追記;デカダンス(フランス語: décadence)について

デカダンスという言葉について日本語の辞書によると

デカダンス【(フランス)décadence】 の解説
1 19世紀末、フランスを中心とした文芸上の一傾向。虚無的、退廃的、病的な唯美性を特色とする。ボードレールを先駆とし、ベルレーヌ・ランボーらに代表される。退廃派。                      2 虚無的、退廃的な風潮や生活態度。

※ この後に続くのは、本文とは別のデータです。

//! Line-oriented batch mode.
//!
//! Each input line is a JSON array holding an operation name followed by its
//! positional arguments, e.g. `["open", 1, "/tmp/t.db", true]`. Each line
//! produces exactly one JSON object on the output: `{"ok": <reply>}` or
//! `{"error": {"code": ..., "message": ...}}`.

use anyhow::{Context, Result};
use kvlink::{dispatch, Arg, Call, KvError, Registry, Reply};
use serde::Serialize;
use serde_json::Value;
use std::io::{BufRead, Write};
use tracing::{debug, warn};

const INVALID_REQUEST: &str = "invalid_request";

/// One output line.
#[derive(Debug, Serialize)]
struct BatchResponse {
    #[serde(skip_serializing_if = "Option::is_none")]
    ok: Option<Reply>,
    #[serde(skip_serializing_if = "Option::is_none")]
    error: Option<BatchError>,
}

#[derive(Debug, Serialize)]
struct BatchError {
    code: &'static str,
    message: String,
}

impl BatchResponse {
    fn success(reply: Reply) -> Self {
        Self {
            ok: Some(reply),
            error: None,
        }
    }

    fn failure(code: &'static str, message: String) -> Self {
        Self {
            ok: None,
            error: Some(BatchError { code, message }),
        }
    }
}

/// Counters reported after a batch completes.
#[derive(Debug, Default, Clone, Copy, PartialEq, Eq)]
pub struct BatchSummary {
    pub succeeded: usize,
    pub failed: usize,
    /// Instances still allocated at end of input.
    pub released: usize,
}

/// Convert one JSON scalar to a call argument.
fn to_arg(value: &Value) -> Option<Arg> {
    match value {
        Value::Bool(b) => Some(Arg::Boolean(*b)),
        Value::String(s) => Some(Arg::Text(s.clone())),
        Value::Number(n) => n.as_i64().map(Arg::Integer),
        _ => None,
    }
}

/// Parse one input line into a validated call.
fn parse_line(line: &str) -> std::result::Result<Call, BatchResponse> {
    let invalid = |message: String| BatchResponse::failure(INVALID_REQUEST, message);

    let value: Value =
        serde_json::from_str(line).map_err(|e| invalid(format!("malformed JSON: {}", e)))?;
    let items = value
        .as_array()
        .ok_or_else(|| invalid("request must be a JSON array".to_string()))?;
    let (operation, rest) = items
        .split_first()
        .ok_or_else(|| invalid("request is empty".to_string()))?;
    let operation = operation
        .as_str()
        .ok_or_else(|| invalid("operation name must be a string".to_string()))?;

    let mut args = Vec::with_capacity(rest.len());
    for (position, value) in rest.iter().enumerate() {
        let arg = to_arg(value).ok_or_else(|| {
            invalid(format!(
                "argument {} is not an integer, string or boolean: {}",
                position + 1,
                value
            ))
        })?;
        args.push(arg);
    }

    Call::from_args(operation, &args).map_err(|e| error_response(&e))
}

fn error_response(err: &KvError) -> BatchResponse {
    BatchResponse::failure(err.code(), err.to_string())
}

/// Run every request in `input` against `registry`, writing one response per
/// request to `output`. Instances left allocated at end of input are released.
pub fn run_batch<R: BufRead, W: Write>(
    input: R,
    mut output: W,
    registry: &mut Registry,
) -> Result<BatchSummary> {
    let mut summary = BatchSummary::default();

    for (index, line) in input.lines().enumerate() {
        let line = line.with_context(|| format!("reading batch line {}", index + 1))?;
        let trimmed = line.trim();
        if trimmed.is_empty() || trimmed.starts_with('#') {
            continue;
        }

        let response = match parse_line(trimmed) {
            Ok(call) => match dispatch(registry, call) {
                Ok(reply) => BatchResponse::success(reply),
                Err(e) => {
                    debug!("Batch line {} failed: {}", index + 1, e);
                    error_response(&e)
                }
            },
            Err(response) => response,
        };

        if response.error.is_some() {
            summary.failed += 1;
        } else {
            summary.succeeded += 1;
        }

        serde_json::to_writer(&mut output, &response)?;
        output.write_all(b"\n")?;
    }

    output.flush()?;

    summary.released = registry.release_all();
    if summary.released > 0 {
        warn!(
            "Released {} instance(s) left allocated at end of batch",
            summary.released
        );
    }

    Ok(summary)
}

となっているが他に詳しい内容が見当たらない.そこで英語版Wikipediaを参照し機械翻訳を修正したものを下記に示す.なおdecadenceは英語に転用され形容詞decadentとともに用いられている.

マルクス主義での使用
レーニン主義
ウラジミール・レーニンによれば、資本主義は最高の段階に達しており、社会の一般的な発展をもはや提供できないと考えられた。彼は経済活動の活力の低下と不健康な経済現象の成長を予測した。これは資本主義の社会的ニーズを提供する能力が徐々に減少していることを反映し、西側の社会主義革命の根拠の前提となった。政治的には、第一次世界大戦は先進資本主義国の退廃的な"decadent"性質をレーニンに証明した。資本主義は、それが前進するよりも自らの以前の業績を破壊する段階に達していることを証明した。

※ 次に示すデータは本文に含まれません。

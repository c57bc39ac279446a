//! Error types for kvlink.
//!
//! Every failure a Store or the Registry can report is a variant of [`KvError`].
//! Engine-originated failures also carry an [`EngineErrorKind`], the short
//! diagnostic a Store keeps as its "last error".

use crate::registry::InstanceId;
use crate::store::StoreState;
use std::fmt;
use std::path::PathBuf;
use thiserror::Error;

/// Short diagnostic classification of an engine outcome.
#[derive(Debug, Clone, Copy, PartialEq, Eq, Hash, Default)]
pub enum EngineErrorKind {
    #[default]
    Success,
    /// The store file is missing or the path cannot be opened.
    NoRepository,
    /// The filesystem or database refused access.
    NoPermission,
    /// The file exists but is not a valid store of this engine's format.
    BrokenFile,
    /// A uniqueness constraint was violated.
    Duplicate,
    /// The requested record does not exist.
    NoRecord,
    /// The operation is not valid in the store's current state.
    InvalidOperation,
    /// Disk full, I/O failure or another system-level fault.
    System,
    Misc,
}

impl EngineErrorKind {
    pub fn name(&self) -> &'static str {
        match self {
            EngineErrorKind::Success => "success",
            EngineErrorKind::NoRepository => "no repository",
            EngineErrorKind::NoPermission => "no permission",
            EngineErrorKind::BrokenFile => "broken file",
            EngineErrorKind::Duplicate => "record duplication",
            EngineErrorKind::NoRecord => "no record",
            EngineErrorKind::InvalidOperation => "invalid operation",
            EngineErrorKind::System => "system error",
            EngineErrorKind::Misc => "miscellaneous error",
        }
    }

    /// Classify a SQLite failure.
    pub fn from_sqlite(err: &rusqlite::Error) -> Self {
        use rusqlite::ErrorCode;

        match err.sqlite_error_code() {
            Some(ErrorCode::CannotOpen) | Some(ErrorCode::NotFound) => {
                EngineErrorKind::NoRepository
            }
            Some(ErrorCode::PermissionDenied)
            | Some(ErrorCode::ReadOnly)
            | Some(ErrorCode::AuthorizationForStatementDenied) => EngineErrorKind::NoPermission,
            Some(ErrorCode::NotADatabase) | Some(ErrorCode::DatabaseCorrupt) => {
                EngineErrorKind::BrokenFile
            }
            Some(ErrorCode::ConstraintViolation) => EngineErrorKind::Duplicate,
            Some(ErrorCode::ApiMisuse) => EngineErrorKind::InvalidOperation,
            Some(ErrorCode::DiskFull)
            | Some(ErrorCode::SystemIoFailure)
            | Some(ErrorCode::OutOfMemory)
            | Some(ErrorCode::FileLockingProtocolFailed)
            | Some(ErrorCode::DatabaseBusy)
            | Some(ErrorCode::DatabaseLocked) => EngineErrorKind::System,
            _ => match err {
                rusqlite::Error::QueryReturnedNoRows => EngineErrorKind::NoRecord,
                _ => EngineErrorKind::Misc,
            },
        }
    }
}

impl fmt::Display for EngineErrorKind {
    fn fmt(&self, f: &mut fmt::Formatter<'_>) -> fmt::Result {
        f.write_str(self.name())
    }
}

/// Main error type for kvlink.
#[derive(Debug, Error)]
pub enum KvError {
    // Registry errors
    #[error("No such instance: {id}")]
    NoSuchInstance { id: InstanceId },

    #[error("Instance already allocated: {id}")]
    InstanceExists { id: InstanceId },

    #[error("Instance registry lock poisoned")]
    LockPoisoned,

    // Store lifecycle errors
    #[error("Failed to open store at {path:?} ({kind}): {message}")]
    EngineOpen {
        path: PathBuf,
        kind: EngineErrorKind,
        message: String,
        #[source]
        source: Option<rusqlite::Error>,
    },

    #[error("Store is not writable (state: {state})")]
    NotWritable { state: StoreState },

    #[error("Store is not open (state: {state})")]
    NotOpen { state: StoreState },

    #[error("Failed to close store ({kind}): {message}")]
    Close {
        kind: EngineErrorKind,
        message: String,
        #[source]
        source: Option<rusqlite::Error>,
    },

    // Engine I/O errors
    #[error("Engine error during {operation} ({kind}): {message}")]
    EngineIo {
        operation: &'static str,
        kind: EngineErrorKind,
        message: String,
        #[source]
        source: Option<rusqlite::Error>,
    },

    #[error("Key dump to {path:?} failed: {message}")]
    KeyDump {
        path: PathBuf,
        message: String,
        #[source]
        source: Option<std::io::Error>,
    },

    // Call surface errors
    #[error("Invalid arguments for {operation}: {message}")]
    InvalidArguments { operation: String, message: String },

    #[error("Unknown operation: {0}")]
    UnknownOperation(String),
}

/// Result type alias for kvlink operations.
pub type Result<T> = std::result::Result<T, KvError>;

impl KvError {
    /// Wrap a SQLite failure raised while running `operation`.
    pub fn engine_io(operation: &'static str, err: rusqlite::Error) -> Self {
        KvError::EngineIo {
            operation,
            kind: EngineErrorKind::from_sqlite(&err),
            message: err.to_string(),
            source: Some(err),
        }
    }

    /// Wrap a SQLite failure raised while opening the store at `path`.
    pub fn engine_open(path: impl Into<PathBuf>, err: rusqlite::Error) -> Self {
        KvError::EngineOpen {
            path: path.into(),
            kind: EngineErrorKind::from_sqlite(&err),
            message: err.to_string(),
            source: Some(err),
        }
    }

    pub fn invalid_arguments(operation: impl Into<String>, message: impl Into<String>) -> Self {
        KvError::InvalidArguments {
            operation: operation.into(),
            message: message.into(),
        }
    }

    /// Stable machine-readable code for host bindings.
    pub fn code(&self) -> &'static str {
        match self {
            KvError::NoSuchInstance { .. } => "no_such_instance",
            KvError::InstanceExists { .. } => "instance_exists",
            KvError::LockPoisoned => "lock_poisoned",
            KvError::EngineOpen { .. } => "engine_open",
            KvError::NotWritable { .. } => "not_writable",
            KvError::NotOpen { .. } => "not_open",
            KvError::Close { .. } => "close",
            KvError::EngineIo { .. } => "engine_io",
            KvError::KeyDump { .. } => "key_dump",
            KvError::InvalidArguments { .. } => "invalid_arguments",
            KvError::UnknownOperation(_) => "unknown_operation",
        }
    }

    /// The diagnostic a Store records when this error ends one of its operations.
    pub fn engine_kind(&self) -> EngineErrorKind {
        match self {
            KvError::EngineOpen { kind, .. }
            | KvError::Close { kind, .. }
            | KvError::EngineIo { kind, .. } => *kind,
            KvError::NoSuchInstance { .. } => EngineErrorKind::NoRepository,
            KvError::KeyDump { .. } => EngineErrorKind::System,
            KvError::InstanceExists { .. }
            | KvError::LockPoisoned
            | KvError::NotWritable { .. }
            | KvError::NotOpen { .. }
            | KvError::InvalidArguments { .. }
            | KvError::UnknownOperation(_) => EngineErrorKind::InvalidOperation,
        }
    }
}

#[cfg(test)]
mod tests {
    use super::*;

    #[test]
    fn test_error_display() {
        let err = KvError::NoSuchInstance { id: 7 };
        assert_eq!(err.to_string(), "No such instance: 7");

        let err = KvError::NotWritable {
            state: StoreState::ReadOnly,
        };
        assert_eq!(err.to_string(), "Store is not writable (state: read-only)");
    }

    #[test]
    fn test_error_codes() {
        assert_eq!(KvError::NoSuchInstance { id: 1 }.code(), "no_such_instance");
        assert_eq!(KvError::UnknownOperation("x".into()).code(), "unknown_operation");
        assert_eq!(
            KvError::NotOpen {
                state: StoreState::Closed
            }
            .code(),
            "not_open"
        );
    }

    #[test]
    fn test_sqlite_classification() {
        let err = rusqlite::Error::SqliteFailure(
            rusqlite::ffi::Error::new(rusqlite::ffi::SQLITE_NOTADB),
            None,
        );
        assert_eq!(EngineErrorKind::from_sqlite(&err), EngineErrorKind::BrokenFile);

        let err = rusqlite::Error::SqliteFailure(
            rusqlite::ffi::Error::new(rusqlite::ffi::SQLITE_CANTOPEN),
            None,
        );
        assert_eq!(EngineErrorKind::from_sqlite(&err), EngineErrorKind::NoRepository);

        assert_eq!(
            EngineErrorKind::from_sqlite(&rusqlite::Error::QueryReturnedNoRows),
            EngineErrorKind::NoRecord
        );
    }

    #[test]
    fn test_engine_kind_for_state_errors() {
        let err = KvError::NotWritable {
            state: StoreState::Closed,
        };
        assert_eq!(err.engine_kind(), EngineErrorKind::InvalidOperation);
        assert_eq!(err.engine_kind().name(), "invalid operation");
    }
}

レーニンで表される退廃の考えに直接反対した考えの一つにホセ・オルテガにおける大衆の反逆(1930)がある。彼は、「大衆」は物質的な進歩の概念を持ち、科学的な進歩はそれが期待されていた範囲まで深く教え込まれていると主張した。彼はまた、現代の進歩はローマ帝国の真の退廃とは反対であると主張した。

左共産主義
デカデンスは現代の左共産主義理論の重要な側面だ。レーニンのそれの使用と同様に、共産主義左派は、実際にはそもそもデカダンス理論から始まった共産主義インターナショナル自体に由来するが、マルクスメソッドの中心にもデカダンス理論をとらえている。これは共産党宣言、経済学批判要綱、資本論などの有名な作品で表れているが、最も重要なのは、『経済学批判』の序言である。

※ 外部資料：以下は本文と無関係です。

//! Key dump: write every key of a store to a newline-delimited text file.
//!
//! The destination itself is opened for writing, so symlinks, FIFOs and
//! devices receive the keys. Under the strict policy every key is checked
//! before the destination is opened, so an unrepresentable key leaves it
//! untouched.

use crate::config::{DumpConfig, DumpPolicy};
use crate::engine::StorageEngine;
use crate::error::{KvError, Result};
use std::fs::{File, OpenOptions};
use std::io::{BufWriter, Write};
use std::path::Path;
use tracing::{debug, warn};

/// Why a key cannot be written as one line of the dump.
fn unrepresentable(key: &[u8]) -> Option<&'static str> {
    if key.contains(&DumpConfig::LINE_TERMINATOR) {
        Some("key contains a line terminator")
    } else if std::str::from_utf8(key).is_err() {
        Some("key is not valid UTF-8")
    } else {
        None
    }
}

fn dump_error(destination: &Path, message: String, source: Option<std::io::Error>) -> KvError {
    KvError::KeyDump {
        path: destination.to_path_buf(),
        message,
        source,
    }
}

fn rejected_key(destination: &Path, key: &[u8], reason: &str) -> KvError {
    dump_error(
        destination,
        format!("{}: {:?}", reason, String::from_utf8_lossy(key)),
        None,
    )
}

fn open_destination(destination: &Path) -> std::io::Result<File> {
    OpenOptions::new()
        .write(true)
        .create(true)
        .truncate(true)
        .open(destination)
}

/// Write all keys of `engine` to `destination`, one per line, in the engine's
/// native order. Returns the number of keys written.
pub(crate) fn dump_keys<E: StorageEngine>(
    engine: &E,
    destination: &Path,
    policy: DumpPolicy,
) -> Result<u64> {
    if policy == DumpPolicy::Strict {
        engine.scan_keys(&mut |key| match unrepresentable(key) {
            Some(reason) => Err(rejected_key(destination, key, reason)),
            None => Ok(()),
        })?;
    }

    let file = match open_destination(destination) {
        Ok(file) => file,
        Err(e) => {
            return match policy {
                DumpPolicy::Strict => Err(dump_error(
                    destination,
                    format!("cannot open destination for writing: {}", e),
                    Some(e),
                )),
                DumpPolicy::Lenient => {
                    warn!(
                        "Cannot open key dump destination {}: {}; no keys written",
                        destination.display(),
                        e
                    );
                    Ok(0)
                }
            };
        }
    };

    let mut writer = BufWriter::with_capacity(DumpConfig::WRITE_BUFFER_BYTES, file);
    let mut written = 0u64;
    let mut skipped = 0u64;

    engine.scan_keys(&mut |key| {
        if let Some(reason) = unrepresentable(key) {
            if policy == DumpPolicy::Strict {
                return Err(rejected_key(destination, key, reason));
            }
            warn!(
                "Skipping key {:?} in dump: {}",
                String::from_utf8_lossy(key),
                reason
            );
            skipped += 1;
            return Ok(());
        }

        writer
            .write_all(key)
            .and_then(|_| writer.write_all(&[DumpConfig::LINE_TERMINATOR]))
            .map_err(|e| dump_error(destination, format!("write failed: {}", e), Some(e)))?;
        written += 1;
        Ok(())
    })?;

    let file = writer.into_inner().map_err(|e| {
        let message = format!("flush failed: {}", e.error());
        dump_error(destination, message, Some(e.into_error()))
    })?;

    // Pipes and character devices cannot be synced.
    if file.metadata().map(|m| m.is_file()).unwrap_or(false) {
        file.sync_all()
            .map_err(|e| dump_error(destination, format!("sync failed: {}", e), Some(e)))?;
    }

    debug!(
        "Dumped {} keys to {} ({} skipped)",
        written,
        destination.display(),
        skipped
    );
    Ok(written)
}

現代の左派共産主義理論は、レーニンが帝国主義の定義に誤りを犯したと認めている(ただし彼の誤りはどの程度重大であり、帝国主義に関する彼の研究がどの程度が有効であるかはグループによって異なる)。ローザ・ルクセンブルグもこの問題について基本的には正しいと擁護していて、つまりレーニンと似てはいるものの、資本主義を資本主義国家が誰もその一部になることに反対したり避けることもできない世界の新時代と受け入れている。一方、資本主義の退廃decadenceの理論的枠組みはグループによって異なるが、国際共産主義潮流のような左共産主義組織は、世界市場とその拡大に重点を置くルクセンブルグ主義の分析を基本にしているのに対し、ウラジミール・レーニン、ニコライ・ブハリン、そしてとりわけ重要なヘンリック・グロスマンとポール・マティックは独占と利益の低下率に重点を置いている。

ということで,デカダンスというタイトル自体がこうした文脈で用いられる用語であり,まさに退廃的な快楽に没落した社会形態(このアニメでは厳密に資本主義社会とも共産主義社会とも言い切れないため前述の文章では1国2制度的と表現した)においてみられる諸相がこのストーリーの本質であろう論拠となる.

なお筆者はオルテガの大衆の反逆はNHKの100分で名著で見聞きした程度であり,ローザ・ルクセンブルグも今回はじめて知った無知な初学者のためさらに深い考察は識者に譲りたい.それでも論考したくなる魅力に満ちたアニメであり今後も勉強しつつキャッチアップしていきたい.